Spirit OK, Opportunity "rolled off"

Challenger Memorial Station.
Challenger Memorial Station.
Credit: NASA
Spirit has recovered and is resuming its scientific mission. Using its Mössbauer spectrometer, it has analyzed the composition of the Adirondack rock. "What made us extremely happy when we saw the graph for the first time were the small peaks," said Dr. Bodo Bernhardt, a member of the rover science team from the University of Mainz, Germany, which provided the instrument. Olivine, pyroxene and magnetite are represented by these peaks, a composition common to volcanic basalt rock on Earth. NASA is now planning on using the Rock Abrasion Tool to further study the rock.

Engineers are still planning on erasing the FLASH memory to allow the rover to run in "Normal" mode.

In other news, Opportunity has rolled off Challenger Memorial Station and onto the surface of Mars. It has returned info that indicated that crystalline hematite (which, on Earth, is created in wet conditions) is present, the reason the site was selected. "We're two for two! One dozen wheels on the soil." JPL's Chris Lewicki, flight director, announced to the control room. Matt Wallace, mission manager said, "We knew it was going to be a good day. The rover woke up fit and healthy to Bruce Springsteen's 'Born to Run,' and it turned out to be a good choice." Opportunity is on the surface of Mars 5 days faster than its twin Spirit was.

(More info: NASA.gov)


- posted by Jim @ 11:48 EST

(permanent link)


First Anniversary of the Loss of Columbia

One Year ago, Columbia broke up on reentry to Earth. On board was Commander Rick D. Husband, Pilot William C. McCool, Payload Commander Michael P. Anderson, Mission Specialist 1 David M. Brown, Mission Specialist 2 Kalpana Chawla, Mission Specialist 3 Laurel Blair Salton Clark, and Payload Specialist 1 Ilan Ramon. Working 24 hours a day, in two alternating shifts, the crew successfully conducted approximately 80 experiments. All 7 died 16 minutes before landing due to foam destroying a section of the shuttle's heat shield.

(More info: NASA)


- posted by Jim @ 12:33 EST

(permanent link)

Tuesday, February 3, 2004


Europe Plans Manned Moon Mission 2020, Mars 2030

Ariane Rocket.
Ariane Rocket.
Credit: ESA
Technically it's not like the 1960s, when the United States and the Soviet Union vied for the first person on the Moon. None of the contenders are calling it a race. But that's not stopping them from doing it anyway.

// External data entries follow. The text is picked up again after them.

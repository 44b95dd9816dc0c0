//! Prepare pipeline: decode, resample and write the canonical input

use std::path::{Path, PathBuf};

use super::progress::{PREPARE_DECODE, PREPARE_RESAMPLE, PREPARE_WRITE};
use super::{checkpoint, classify, Failure, Publisher};
use crate::codec::{self, DecodedAudio};
use crate::engine::EngineContext;
use crate::types::{PrepareStage, CANONICAL_CHANNELS, CANONICAL_SAMPLE_RATE};

/// Input configuration of a prepare task, captured at start
#[derive(Debug, Clone, PartialEq, Eq)]
pub struct PrepareRequest {
    pub input_path: PathBuf,
    pub work_dir: PathBuf,
    pub output_prefix: String,
}

/// Metadata of the canonical file a prepare task wrote
#[derive(Debug, Clone, PartialEq, Eq)]
pub struct PrepareOutput {
    pub canonical_input_file: PathBuf,
    pub sample_rate: u32,
    pub channels: u16,
    pub duration_ms: u64,
}

/// `{prefix}_canonical_input.wav`, or `canonical_input.wav` without a prefix
pub fn canonical_file_name(prefix: &str) -> String {
    if prefix.is_empty() {
        "canonical_input.wav".to_string()
    } else {
        format!("{}_canonical_input.wav", prefix)
    }
}

/// Run the prepare pipeline
///
/// The engine, when given, only pins the context for the task's lifetime.
pub fn run_prepare(
    engine: Option<&EngineContext>,
    request: &PrepareRequest,
    publisher: &dyn Publisher<PrepareStage>,
) -> Result<PrepareOutput, Failure> {
    let cancel = || publisher.cancel_requested();

    if let Some(engine) = engine {
        log::debug!("Prepare bound to engine {}", engine.handle());
    }

    // Decode
    checkpoint(publisher)?;
    publisher.set_stage(PrepareStage::Decode);
    publisher.set_progress(PREPARE_DECODE.start);
    let decoded = codec::decode_file(
        &request.input_path,
        &|p: f64| publisher.set_progress(PREPARE_DECODE.at(p) * 0.999),
        &cancel,
    )
    .map_err(|e| classify(e, cancel(), "prepare decode failed"))?;

    // Resample
    checkpoint(publisher)?;
    publisher.set_stage(PrepareStage::Resample);
    publisher.set_progress(PREPARE_RESAMPLE);
    let canonical = codec::resample(decoded, CANONICAL_SAMPLE_RATE, &|_: f64| {}, &cancel)
        .map_err(|e| classify(e, cancel(), "prepare decode failed"))?;

    // Write canonical
    checkpoint(publisher)?;
    publisher.set_stage(PrepareStage::WriteCanonical);
    publisher.set_progress(PREPARE_WRITE.start);
    let path = write_canonical(&request.work_dir, &request.output_prefix, &canonical, publisher)?;

    checkpoint(publisher)?;
    publisher.set_stage(PrepareStage::Done);
    publisher.set_progress(1.0);

    Ok(PrepareOutput {
        canonical_input_file: path,
        sample_rate: CANONICAL_SAMPLE_RATE,
        channels: CANONICAL_CHANNELS,
        duration_ms: canonical.duration_ms(),
    })
}

fn write_canonical(
    work_dir: &Path,
    prefix: &str,
    audio: &DecodedAudio,
    publisher: &dyn Publisher<PrepareStage>,
) -> Result<PathBuf, Failure> {
    let cancel = || publisher.cancel_requested();

    std::fs::create_dir_all(work_dir)
        .map_err(|e| classify(e.into(), cancel(), "prepare write failed"))?;

    let path = work_dir.join(canonical_file_name(prefix));
    codec::write_canonical_wav(
        &path,
        audio,
        &|p: f64| publisher.set_progress(PREPARE_WRITE.at(p)),
        &cancel,
    )
    .map_err(|e| classify(e, cancel(), "prepare write failed"))?;

    log::info!("Canonical input written to {:?}", path);
    Ok(path)
}
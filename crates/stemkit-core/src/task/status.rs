//! Lock-free published status of a running task
//!
//! The worker stores with `Release`, pollers load with `Acquire`. A poller
//! that observes a terminal state and then takes the task's outcome lock is
//! guaranteed to see the outcome written before that state store.

use std::marker::PhantomData;
use std::sync::atomic::{AtomicBool, AtomicU64, AtomicU8, Ordering};

use crate::pipeline::Publisher;
use crate::types::{StageCode, TaskState};

/// One consistent-enough view of a task for a poll
#[derive(Debug, Clone, Copy, PartialEq)]
pub struct TaskSnapshot<S> {
    pub state: TaskState,
    pub progress: f64,
    pub stage: S,
}

pub struct TaskStatus<S: StageCode> {
    state: AtomicU8,
    stage: AtomicU8,
    /// f64 bits
    progress: AtomicU64,
    cancel: AtomicBool,
    _stage: PhantomData<fn() -> S>,
}

impl<S: StageCode> TaskStatus<S> {
    pub fn new() -> Self {
        Self {
            state: AtomicU8::new(TaskState::Pending as u8),
            stage: AtomicU8::new(S::IDLE.to_u8()),
            progress: AtomicU64::new(0.0f64.to_bits()),
            cancel: AtomicBool::new(false),
            _stage: PhantomData,
        }
    }

    pub fn state(&self) -> TaskState {
        TaskState::from_u8(self.state.load(Ordering::Acquire))
    }

    pub fn stage(&self) -> S {
        S::from_u8(self.stage.load(Ordering::Acquire))
    }

    pub fn progress(&self) -> f64 {
        f64::from_bits(self.progress.load(Ordering::Acquire))
    }

    pub fn snapshot(&self) -> TaskSnapshot<S> {
        TaskSnapshot {
            state: self.state(),
            progress: self.progress(),
            stage: self.stage(),
        }
    }

    /// Move the state forward
    ///
    /// Returns false, leaving the state untouched, if `next` would not be a
    /// forward move (including any move out of a terminal state).
    pub fn advance(&self, next: TaskState) -> bool {
        self.state
            .fetch_update(Ordering::AcqRel, Ordering::Acquire, |current| {
                let current_state = TaskState::from_u8(current);
                if current_state.is_terminal() || (next as u8) <= current {
                    None
                } else {
                    Some(next as u8)
                }
            })
            .is_ok()
    }

    /// Latch the cancellation flag. Returns true if it was already set.
    pub fn request_cancel(&self) -> bool {
        self.cancel.swap(true, Ordering::AcqRel)
    }

    pub fn is_cancel_requested(&self) -> bool {
        self.cancel.load(Ordering::Acquire)
    }

    /// Publish progress, never moving it backwards
    fn raise_progress(&self, value: f64) {
        if !value.is_finite() {
            return;
        }
        let value = value.clamp(0.0, 1.0);
        let _ = self
            .progress
            .fetch_update(Ordering::Release, Ordering::Relaxed, |bits| {
                (value > f64::from_bits(bits)).then(|| value.to_bits())
            });
    }
}

impl<S: StageCode> Default for TaskStatus<S> {
    fn default() -> Self {
        Self::new()
    }
}

impl<S: StageCode> Publisher<S> for TaskStatus<S> {
    fn set_stage(&self, stage: S) {
        log::debug!("Stage -> {:?}", stage);
        self.stage.store(stage.to_u8(), Ordering::Release);
    }

    fn set_progress(&self, progress: f64) {
        self.raise_progress(progress);
    }

    fn cancel_requested(&self) -> bool {
        self.is_cancel_requested()
    }
}

#[cfg(test)]
mod tests {
    use super::*;
    use crate::types::JobStage;
    use std::sync::Arc;

    #[test]
    fn test_initial_snapshot() {
        let status = TaskStatus::<JobStage>::new();
        let snap = status.snapshot();
        assert_eq!(snap.state, TaskState::Pending);
        assert_eq!(snap.stage, JobStage::Idle);
        assert_eq!(snap.progress, 0.0);
        assert!(!status.is_cancel_requested());
    }

    #[test]
    fn test_state_never_regresses() {
        let status = TaskStatus::<JobStage>::new();
        assert!(status.advance(TaskState::Running));
        assert!(!status.advance(TaskState::Pending));
        assert!(!status.advance(TaskState::Running));
        assert!(status.advance(TaskState::Failed));
        assert!(!status.advance(TaskState::Cancelled));
        assert_eq!(status.state(), TaskState::Failed);
    }

    #[test]
    fn test_pending_can_finish_directly() {
        let status = TaskStatus::<JobStage>::new();
        assert!(status.advance(TaskState::Cancelled));
        assert_eq!(status.state(), TaskState::Cancelled);
    }

    #[test]
    fn test_progress_is_monotonic_and_clamped() {
        let status = TaskStatus::<JobStage>::new();
        status.set_progress(0.5);
        status.set_progress(0.3);
        assert_eq!(status.progress(), 0.5);
        status.set_progress(7.0);
        assert_eq!(status.progress(), 1.0);
        status.set_progress(f64::NAN);
        assert_eq!(status.progress(), 1.0);
    }

    #[test]
    fn test_cancel_latches() {
        let status = TaskStatus::<JobStage>::new();
        assert!(!status.request_cancel());
        assert!(status.request_cancel());
        assert!(status.cancel_requested());
    }

    #[test]
    fn test_concurrent_progress_keeps_max() {
        let status = Arc::new(TaskStatus::<JobStage>::new());
        let workers: Vec<_> = (0..4)
            .map(|t| {
                let status = Arc::clone(&status);
                std::thread::spawn(move || {
                    for i in 0..1000 {
                        status.set_progress((i * 4 + t) as f64 / 4000.0);
                    }
                })
            })
            .collect();
        for worker in workers {
            worker.join().unwrap();
        }
        assert_eq!(status.progress(), 3999.0 / 4000.0);
    }
}
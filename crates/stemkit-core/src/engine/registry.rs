//! Engine registry - owns loaded engines behind opaque handles

use std::path::{Path, PathBuf};
use std::sync::Arc;

use super::backend::{BackendSettings, PlatformClass};
use super::{EngineDefaults, EngineLoader, InferenceEngine};
use crate::error::{Result, StemkitError};
use crate::handle::HandleTable;
use crate::types::{BackendPreference, Handle, INVALID_HANDLE};

/// A loaded engine plus the settings it was opened with
///
/// Shared read-only by every task bound to it. Closing the registry entry
/// does not drop the engine while a task still holds an `Arc` to it.
pub struct EngineContext {
    handle: Handle,
    backend: BackendSettings,
    model_path: PathBuf,
    engine: Box<dyn InferenceEngine>,
}

impl EngineContext {
    pub fn handle(&self) -> Handle {
        self.handle
    }

    pub fn backend(&self) -> &BackendSettings {
        &self.backend
    }

    pub fn model_path(&self) -> &Path {
        &self.model_path
    }

    pub fn engine(&self) -> &dyn InferenceEngine {
        self.engine.as_ref()
    }

    pub fn defaults(&self) -> EngineDefaults {
        self.engine.defaults()
    }
}

impl std::fmt::Debug for EngineContext {
    fn fmt(&self, f: &mut std::fmt::Formatter<'_>) -> std::fmt::Result {
        f.debug_struct("EngineContext")
            .field("handle", &self.handle)
            .field("backend", &self.backend)
            .field("model_path", &self.model_path)
            .field("engine", &self.engine.name())
            .finish()
    }
}

/// Registry of open engines
pub struct EngineRegistry {
    loader: Box<dyn EngineLoader>,
    platform: PlatformClass,
    engines: HandleTable<EngineContext>,
}

impl EngineRegistry {
    /// Create a registry that builds engines with `loader`
    pub fn new(loader: impl EngineLoader + 'static, platform: PlatformClass) -> Self {
        Self {
            loader: Box::new(loader),
            platform,
            engines: HandleTable::new(),
        }
    }

    pub fn platform(&self) -> PlatformClass {
        self.platform
    }

    /// Load an engine and register it
    ///
    /// The backend flags are resolved first and passed to the loader, so the
    /// engine sees them at construction. The registry lock is not held while
    /// the model loads.
    pub fn open(&self, model_path: impl AsRef<Path>, preference: BackendPreference) -> Result<Handle> {
        let model_path = model_path.as_ref();
        if model_path.as_os_str().is_empty() {
            return Err(StemkitError::InvalidArgument("model_path".to_string()));
        }

        let backend = BackendSettings::resolve(preference, self.platform);
        log::info!("Opening engine {:?} with backend {}", model_path, backend.describe());

        let engine = self
            .loader
            .load(model_path, &backend)
            .map_err(|e| StemkitError::Runtime(format!("failed to create engine: {}", e)))?;

        let model_path = model_path.to_path_buf();
        let (handle, context) = self.engines.insert_with(move |handle| {
            Arc::new(EngineContext {
                handle,
                backend,
                model_path,
                engine,
            })
        });

        log::info!("Engine {} ready ({})", handle, context.engine().name());
        Ok(handle)
    }

    /// Look up an engine. Absence is not an error at this level.
    pub fn find(&self, handle: Handle) -> Option<Arc<EngineContext>> {
        self.engines.get(handle)
    }

    /// Remove an engine from the registry
    ///
    /// Does not wait for tasks using it; they keep their own reference.
    pub fn close(&self, handle: Handle) -> Result<()> {
        if handle == INVALID_HANDLE {
            return Err(StemkitError::InvalidArgument("engine handle".to_string()));
        }

        let context = self
            .engines
            .remove(handle)
            .ok_or_else(|| StemkitError::NotFound("engine".to_string()))?;

        log::info!(
            "Engine {} closed ({} other references still alive)",
            handle,
            Arc::strong_count(&context) - 1
        );
        Ok(())
    }

    /// Default chunk size, overlap and sample rate of an engine
    pub fn defaults(&self, handle: Handle) -> Result<EngineDefaults> {
        self.find(handle)
            .map(|context| context.defaults())
            .ok_or_else(|| StemkitError::NotFound("engine".to_string()))
    }

    /// Number of open engines
    pub fn len(&self) -> usize {
        self.engines.len()
    }

    pub fn is_empty(&self) -> bool {
        self.engines.is_empty()
    }
}

#[cfg(test)]
mod tests {
    use super::*;
    use crate::error::StageError;
    use crate::hooks::{CancelCheck, ProgressSink};
    use crate::engine::InferenceParams;
    use std::sync::Mutex;

    struct FixedEngine;

    impl InferenceEngine for FixedEngine {
        fn defaults(&self) -> EngineDefaults {
            EngineDefaults {
                chunk_size: 1024,
                overlap: 4,
                sample_rate: 48_000,
            }
        }

        fn process(
            &self,
            input: &[f32],
            _params: InferenceParams,
            _progress: ProgressSink<'_>,
            _should_cancel: CancelCheck<'_>,
        ) -> std::result::Result<Vec<Vec<f32>>, StageError> {
            Ok(vec![input.to_vec()])
        }

        fn name(&self) -> &'static str {
            "fixed"
        }
    }

    /// Records the backend settings each load saw
    #[derive(Default)]
    struct RecordingLoader {
        seen: Arc<Mutex<Vec<BackendSettings>>>,
        fail: bool,
    }

    impl EngineLoader for RecordingLoader {
        fn load(
            &self,
            _model_path: &Path,
            backend: &BackendSettings,
        ) -> std::result::Result<Box<dyn InferenceEngine>, String> {
            self.seen.lock().unwrap().push(*backend);
            if self.fail {
                return Err("corrupt model".to_string());
            }
            Ok(Box::new(FixedEngine))
        }
    }

    #[test]
    fn test_open_rejects_empty_path() {
        let registry = EngineRegistry::new(RecordingLoader::default(), PlatformClass::Desktop);
        let err = registry.open("", BackendPreference::Auto).unwrap_err();
        assert!(matches!(err, StemkitError::InvalidArgument(_)));
        assert!(registry.is_empty());
    }

    #[test]
    fn test_open_and_defaults() {
        let registry = EngineRegistry::new(RecordingLoader::default(), PlatformClass::Desktop);
        let handle = registry.open("model.onnx", BackendPreference::Cpu).unwrap();
        assert_eq!(handle, 1);

        let defaults = registry.defaults(handle).unwrap();
        assert_eq!(defaults.chunk_size, 1024);
        assert_eq!(defaults.overlap, 4);
        assert_eq!(defaults.sample_rate, 48_000);
    }

    #[test]
    fn test_backend_flags_reach_loader() {
        let loader = RecordingLoader::default();
        let seen = Arc::clone(&loader.seen);
        let registry = EngineRegistry::new(loader, PlatformClass::Android);

        registry.open("a.onnx", BackendPreference::Cpu).unwrap();
        registry.open("b.onnx", BackendPreference::Vulkan).unwrap();

        let seen = seen.lock().unwrap();
        assert!(seen[0].force_cpu);
        assert!(!seen[1].force_cpu);
        assert!(seen[1].gpu_safe_mode);
    }

    #[test]
    fn test_loader_failure_is_runtime_error() {
        let loader = RecordingLoader {
            fail: true,
            ..Default::default()
        };
        let registry = EngineRegistry::new(loader, PlatformClass::Desktop);
        let err = registry.open("model.onnx", BackendPreference::Auto).unwrap_err();
        assert_eq!(err, StemkitError::Runtime("failed to create engine: corrupt model".into()));
        assert!(registry.is_empty());
    }

    #[test]
    fn test_close_semantics() {
        let registry = EngineRegistry::new(RecordingLoader::default(), PlatformClass::Desktop);
        let handle = registry.open("model.onnx", BackendPreference::Auto).unwrap();

        assert!(matches!(registry.close(0), Err(StemkitError::InvalidArgument(_))));
        assert!(matches!(registry.close(handle + 10), Err(StemkitError::NotFound(_))));

        registry.close(handle).unwrap();
        assert!(matches!(registry.defaults(handle), Err(StemkitError::NotFound(_))));
        assert!(matches!(registry.close(handle), Err(StemkitError::NotFound(_))));
    }

    #[test]
    fn test_context_outlives_close() {
        let registry = EngineRegistry::new(RecordingLoader::default(), PlatformClass::Desktop);
        let handle = registry.open("model.onnx", BackendPreference::Auto).unwrap();

        let held = registry.find(handle).unwrap();
        registry.close(handle).unwrap();

        assert!(registry.find(handle).is_none());
        assert_eq!(held.defaults().sample_rate, 48_000);
        assert_eq!(held.model_path(), Path::new("model.onnx"));
    }
}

Europe has announced that it will put a man on the moon by 2020-2025 and a man on Mars on 2033. The ESA has said that it will launch a mission in 2007 to test a new reentry vehicle needed for its missions, followed by the 2009 ExoMars mission, a 2014 sample return mission, a 2026 test mission, a 2030 cargo mission, and the final 2033 manned mission. This puts it close to the other major contenders, the United States and Russia, and ahead of the doubtful 2050+ Indian mission and the undated eventual Chinese attempt. Europe has seen many successes in recent years with its space program, including the successful deployment of the most advanced spacecraft to ever orbit Mars. Although the dates for the mission are still preliminary, there are high hopes that it will succeed.

(More info: Yahoo! News)


- posted by Brian @ 16:02 EST

(permanent link)

Wednesday, February 4, 2004


New Article: Mars or Bust

President Bush.
President Bush.
Credit: NASA
Praising, yet criticizing President Bush for announcing his new space initiative on January 14th, Chris Ferenzi has written Mars or Bust. Here's a snippet:

This is a speech that I can honestly say I have waited my whole life to hear and although I know I should be thrilled at the prospect of a NASA that finally has a clear focus, I cannot help but feel cheated. I believe the president has made the wrong decision in choosing to make the Moon and not Mars the centerpiece of his new space vision.

As Chris writes, "Take risks, Mr. Bush. Be bold."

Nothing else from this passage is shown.